O ministro avalia também alguns modelos de gestão para a Funarte, que podem contribuir para uma reformulação que permita retomar sua vocação de estímulo às artes, à capacitação de agentes culturais, à criação de uma cadeia produtiva da cultura no país e à elaboração de programas que possam significar o desenvolvimento estético das linguagens artísticas. Calero também considera importante "atacar" a dependência em relação a editais, em sua avaliação esporádicos ou de nível financeiro aquém do que a produção artística e cultural no país mereceria. Afirma que essa dependência pode ser gradualmente substituída por uma relação em que o Estado viabilize maior sustentabilidade.
"Se você tiver uma entidade governamental que se preocupe, por exemplo, com a gestão daqueles produtores das artes, você consegue desenvolver programas que signifiquem sustentabilidade", afirma. "Precisamos investir em experiências de vanguarda e experiências que signifiquem novos horizontes dentro da estética das linguagens artísticas, mas não por isso a gente precisa descuidar de segmentos, projetos ou setores que já estejam mais amadurecidos."
Entre outras parcerias debatidas pelo ministro da Cultura, há um memorando de entendimento com o Movimento Brasil Competitivo para melhoria de gestão. Já o pedido de inclusão de perguntas relacionadas à cultura nos questionários feitos pelo Instituto Brasileiro de Geografia e Estatística (IBGE), em um horizonte próximo, deve contribuir para mensuração da produção artística e cultural no país. Para o longo prazo a intenção é dispor de um órgão que se ocupe da sistematização de dados do setor: quantas são as instituições culturais, quem são os fazedores de cultura e qual é o público que recebe os projetos.
Algumas iniciativas já executadas ou pensadas pelo ministro derivam de sua atuação como secretário de Cultura no Rio, na gestão de Eduardo Paes (PMDB), como o projeto Bibliotecas do Amanhã, já reproduzido no âmbito federal, para reforma dos acervos públicos, com adoção de projetos educativos, e incentivos para bibliotecas comunitárias e instaladas em conjuntos habitacionais financiados pelo governo. Calero se refere a Eduardo Paes, como "o melhor prefeito da história do Rio de Janeiro" e "um dos nomes mais fortes para a candidatura ao governo do Estado em 2018".

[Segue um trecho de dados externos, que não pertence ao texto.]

//! Patra storefront - customer-facing API.
//!
//! Serves the shop on port 3000 by default.
//!
//! # Architecture
//!
//! - Axum JSON API, sessions in `PostgreSQL`
//! - Catalog, carts and orders in the shared `shop` schema
//! - Razorpay hosted checkout when `PAYMENT_MODE=razorpay`
//! - Phone sign-in codes over an SMS gateway (or the log in development)
//!
//! Migrations are not run on startup; use `patra-cli migrate`.

#![cfg_attr(not(test), forbid(unsafe_code))]

use std::net::SocketAddr;

use sentry::integrations::tracing as sentry_tracing;
use tracing_subscriber::{layer::SubscriberExt, util::SubscriberInitExt};

use patra_storefront::config::StorefrontConfig;
use patra_storefront::state::AppState;
use patra_storefront::{app, db};

/// Initialize Sentry error tracking and return guard that must be kept alive.
fn init_sentry(config: &StorefrontConfig) -> Option<sentry::ClientInitGuard> {
    let dsn = config.sentry_dsn.as_ref()?;

    let guard = sentry::init((
        dsn.as_str(),
        sentry::ClientOptions {
            release: sentry::release_name!(),
            environment: config
                .sentry_environment
                .clone()
                .map(std::borrow::Cow::Owned),
            send_default_pii: false,
            traces_sample_rate: 0.1,
            attach_stacktrace: true,
            ..Default::default()
        },
    ));

    tracing::info!("Sentry initialized");
    Some(guard)
}

/// Errors and warnings become Sentry events, info and debug become breadcrumbs.
fn sentry_event_filter(metadata: &tracing::Metadata<'_>) -> sentry_tracing::EventFilter {
    match *metadata.level() {
        tracing::Level::ERROR | tracing::Level::WARN => sentry_tracing::EventFilter::Event,
        tracing::Level::INFO | tracing::Level::DEBUG => sentry_tracing::EventFilter::Breadcrumb,
        _ => sentry_tracing::EventFilter::Ignore,
    }
}

/// Install the tracing subscriber. JSON output on Fly.io, pretty locally.
fn init_tracing() {
    let env_filter = tracing_subscriber::EnvFilter::try_from_default_env()
        .unwrap_or_else(|_| "patra_storefront=info,tower_http=debug".into());

    let json = std::env::var_os("FLY_APP_NAME").is_some();
    let registry = tracing_subscriber::registry()
        .with(env_filter)
        .with(sentry_tracing::layer().event_filter(sentry_event_filter));

    if json {
        registry
            .with(tracing_subscriber::fmt::layer().json())
            .init();
    } else {
        registry.with(tracing_subscriber::fmt::layer()).init();
    }
}

#[tokio::main]
async fn main() -> Result<(), Box<dyn std::error::Error>> {
    let config = StorefrontConfig::from_env()?;

    // Sentry must be up before the tracing layer that forwards to it.
    let _sentry_guard = init_sentry(&config);
    init_tracing();

    let pool = db::create_pool(&config.database_url).await?;
    tracing::info!("Database pool created");

    let addr = config.socket_addr();
    tracing::info!(
        payment_method = %config.payment.method(),
        sms = config.otp.sms.is_some(),
        "Configuration loaded"
    );

    let state = AppState::new(config, pool)?;
    let app = app(state);

    let listener = tokio::net::TcpListener::bind(addr).await?;
    tracing::info!("storefront listening on {}", addr);

    axum::serve(
        listener,
        app.into_make_service_with_connect_info::<SocketAddr>(),
    )
    .with_graceful_shutdown(shutdown_signal())
    .await?;

    Ok(())
}

/// Wait for shutdown signal (Ctrl+C or SIGTERM).
async fn shutdown_signal() {
    let ctrl_c = async {
        if let Err(e) = tokio::signal::ctrl_c().await {
            tracing::error!(error = %e, "Failed to listen for Ctrl+C");
            std::future::pending::<()>().await;
        }
    };

    #[cfg(unix)]
    let terminate = async {
        match tokio::signal::unix::signal(tokio::signal::unix::SignalKind::terminate()) {
            Ok(mut signal) => {
                signal.recv().await;
            }
            Err(e) => {
                tracing::error!(error = %e, "Failed to install SIGTERM handler");
                std::future::pending::<()>().await;
            }
        }
    };

    #[cfg(not(unix))]
    let terminate = std::future::pending::<()>();

    tokio::select! {
        () = ctrl_c => {},
        () = terminate => {},
    }

    tracing::info!("Shutdown signal received, starting graceful shutdown");
}
//! Core types for Patra.
//!
//! This module provides type-safe wrappers for common domain concepts.

pub mod address;
pub mod email;
pub mod id;
pub mod money;
pub mod phone;
pub mod status;

pub use address::{AddressError, ShippingAddress, validate_pincode};
pub use email::{Email, EmailError};
pub use id::*;
pub use money::{MoneyError, format_inr, from_minor_units, round_rupees, to_minor_units};
pub use phone::{Phone, PhoneError};
pub use status::*;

O ministro não nega a ambição política. "Eu pertenço a um grupo político do qual tenho muito orgulho. Vou trabalhar para que a gente possa eleger Eduardo Paes governador do Estado do Rio em 2018", diz Calero. "Antes disso, meu objetivo é fazer com que o presidente Temer tenha a mais significativa gestão da área da cultura na Nova República."

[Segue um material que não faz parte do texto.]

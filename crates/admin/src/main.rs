//! Patra back-office - the merchant's administration API.
//!
//! Serves on port 3001 by default, over HTTPS when `ADMIN_TLS_CERT` and
//! `ADMIN_TLS_KEY` are set.
//!
//! # Architecture
//!
//! - Axum JSON API, admin sessions in `PostgreSQL`
//! - Shares the `shop` schema with the storefront
//! - Product images in Supabase-style object storage
//! - Razorpay refunds when gateway keys are configured
//!
//! Migrations are not run on startup; use `patra-cli migrate`.

#![cfg_attr(not(test), forbid(unsafe_code))]

use std::borrow::Cow;
use std::net::SocketAddr;
use std::time::Duration;

use axum::extract::connect_info::IntoMakeServiceWithConnectInfo;
use axum_server::Handle;
use axum_server::tls_rustls::RustlsConfig;
use secrecy::ExposeSecret;
use sentry::integrations::tracing::{self as sentry_tracing, EventFilter};
use tracing::Level;
use tracing_subscriber::{layer::SubscriberExt, util::SubscriberInitExt};

use patra_admin::config::{AdminConfig, TlsConfig};
use patra_admin::state::AppState;
use patra_admin::{app, db};

/// In-flight requests get this long to finish after a shutdown signal.
const DRAIN_TIMEOUT: Duration = Duration::from_secs(30);

type AdminService = IntoMakeServiceWithConnectInfo<axum::Router, SocketAddr>;

#[tokio::main]
async fn main() -> Result<(), Box<dyn std::error::Error>> {
    // rustls needs a process-wide provider before any TLS config is built.
    rustls::crypto::ring::default_provider()
        .install_default()
        .map_err(|_| "failed to install rustls crypto provider")?;

    let config = AdminConfig::from_env()?;
    let _sentry_guard = init_sentry(&config);
    init_tracing();

    let pool = db::create_pool(&config.database_url).await?;
    tracing::info!("Database pool created");

    let addr = config.socket_addr();
    let tls = config.tls.clone();
    tracing::info!(
        refunds = config.razorpay.is_some(),
        bucket = %config.storage.bucket,
        tls = tls.is_some(),
        "Configuration loaded"
    );

    let service: AdminService =
        app(AppState::new(config, pool)?).into_make_service_with_connect_info();

    match tls {
        Some(tls) => serve_https(addr, &tls, service).await,
        None => serve_http(addr, service).await,
    }
}

async fn serve_https(
    addr: SocketAddr,
    tls: &TlsConfig,
    service: AdminService,
) -> Result<(), Box<dyn std::error::Error>> {
    let rustls = RustlsConfig::from_pem(
        tls.cert_pem.clone().into_bytes(),
        tls.key_pem.expose_secret().as_bytes().to_vec(),
    )
    .await?;

    let handle = Handle::new();
    let drain = handle.clone();
    tokio::spawn(async move {
        shutdown_signal().await;
        drain.graceful_shutdown(Some(DRAIN_TIMEOUT));
    });

    tracing::info!("admin listening on https://{addr}");
    axum_server::bind_rustls(addr, rustls)
        .handle(handle)
        .serve(service)
        .await?;
    Ok(())
}

async fn serve_http(addr: SocketAddr, service: AdminService) -> Result<(), Box<dyn std::error::Error>> {
    let listener = tokio::net::TcpListener::bind(addr).await?;
    tracing::info!("admin listening on http://{addr}");
    axum::serve(listener, service)
        .with_graceful_shutdown(shutdown_signal())
        .await?;
    Ok(())
}

/// Returns the guard that flushes Sentry on drop, or `None` without a DSN.
fn init_sentry(config: &AdminConfig) -> Option<sentry::ClientInitGuard> {
    let dsn = config.sentry_dsn.as_deref()?;
    let guard = sentry::init((
        dsn,
        sentry::ClientOptions {
            release: sentry::release_name!(),
            environment: config.sentry_environment.clone().map(Cow::Owned),
            send_default_pii: false,
            traces_sample_rate: 0.1,
            attach_stacktrace: true,
            ..Default::default()
        },
    ));
    tracing::info!("Sentry initialized");
    Some(guard)
}

/// Flattened JSON lines on Fly.io, human-readable text elsewhere. Warnings
/// and errors also go to Sentry.
fn init_tracing() {
    let filter = tracing_subscriber::EnvFilter::try_from_default_env()
        .unwrap_or_else(|_| "patra_admin=info,tower_http=debug".into());

    let on_fly = std::env::var_os("FLY_APP_NAME").is_some();
    let json = on_fly.then(|| tracing_subscriber::fmt::layer().json().flatten_event(true));
    let text = (!on_fly).then(tracing_subscriber::fmt::layer);

    let to_sentry = sentry_tracing::layer().event_filter(|meta| match *meta.level() {
        Level::ERROR | Level::WARN => EventFilter::Event,
        Level::INFO | Level::DEBUG => EventFilter::Breadcrumb,
        _ => EventFilter::Ignore,
    });

    tracing_subscriber::registry()
        .with(filter)
        .with(json)
        .with(text)
        .with(to_sentry)
        .init();
}

/// Resolves on Ctrl+C, or SIGTERM on Unix.
async fn shutdown_signal() {
    #[cfg(unix)]
    let terminate = async {
        use tokio::signal::unix::{SignalKind, signal};
        match signal(SignalKind::terminate()) {
            Ok(mut sigterm) => {
                sigterm.recv().await;
            }
            Err(e) => {
                tracing::error!(error = %e, "Failed to install SIGTERM handler");
                std::future::pending::<()>().await;
            }
        }
    };
    #[cfg(not(unix))]
    let terminate = std::future::pending::<()>();

    let ctrl_c = async {
        if let Err(e) = tokio::signal::ctrl_c().await {
            tracing::error!(error = %e, "Failed to listen for Ctrl+C");
            std::future::pending::<()>().await;
        }
    };

    tokio::select! {
        () = ctrl_c => {},
        () = terminate => {},
    }
    tracing::info!("Shutting down, draining open requests");
}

Para ele, há sensibilidade no governo em relação à área cultural. Houve aporte emergencial de R$ 1 bilhão para quitar dívidas deixadas pelas gestões anteriores. Na ponta do lápis, há R$ 350 milhões ainda a serem pagos e o compromisso de não gerar mais dívidas para o próximo ano.
Calero mantém o discurso alinhado com o do presidente Temer e diz acreditar que o país começa a voltar à "normalidade", minimizando reações e críticas negativas da classe artística à sua gestão, ao destacar que nos dias atuais todas as pessoas têm procurado afirmar suas posições de maneira mais contundente.
"Não há problema nisso. Pelo contrário, mostra uma democracia viva e atuante. Cabe ao governo a responsabilidade de atuar nesse cenário", afirma Calero. O ministro nega ter comprado brigas com o setor. Considera somente ter procurado não fugir de seus posicionamentos. "Ser diplomata não significa estar em cima do muro o tempo todo."
Há poucos dias, o escritor Marcelo Rubens Paiva recusou-se a receber a condecoração da Ordem do Mérito Cultural, do Ministério da Cultura, por discordar da forma como o atual governo foi alçado ao poder. Calero disse lamentar o episódio, mas o considerou ilustrativo de como o ministério não está preocupado com quem o apoia. "Acho lamentável que tenha prevalecido na decisão do Marcelo uma razão de ordem política. Ele faz um trabalho de excelência que merece a reverência de todos e é motivo de orgulho para os brasileiros", afirma o ministro.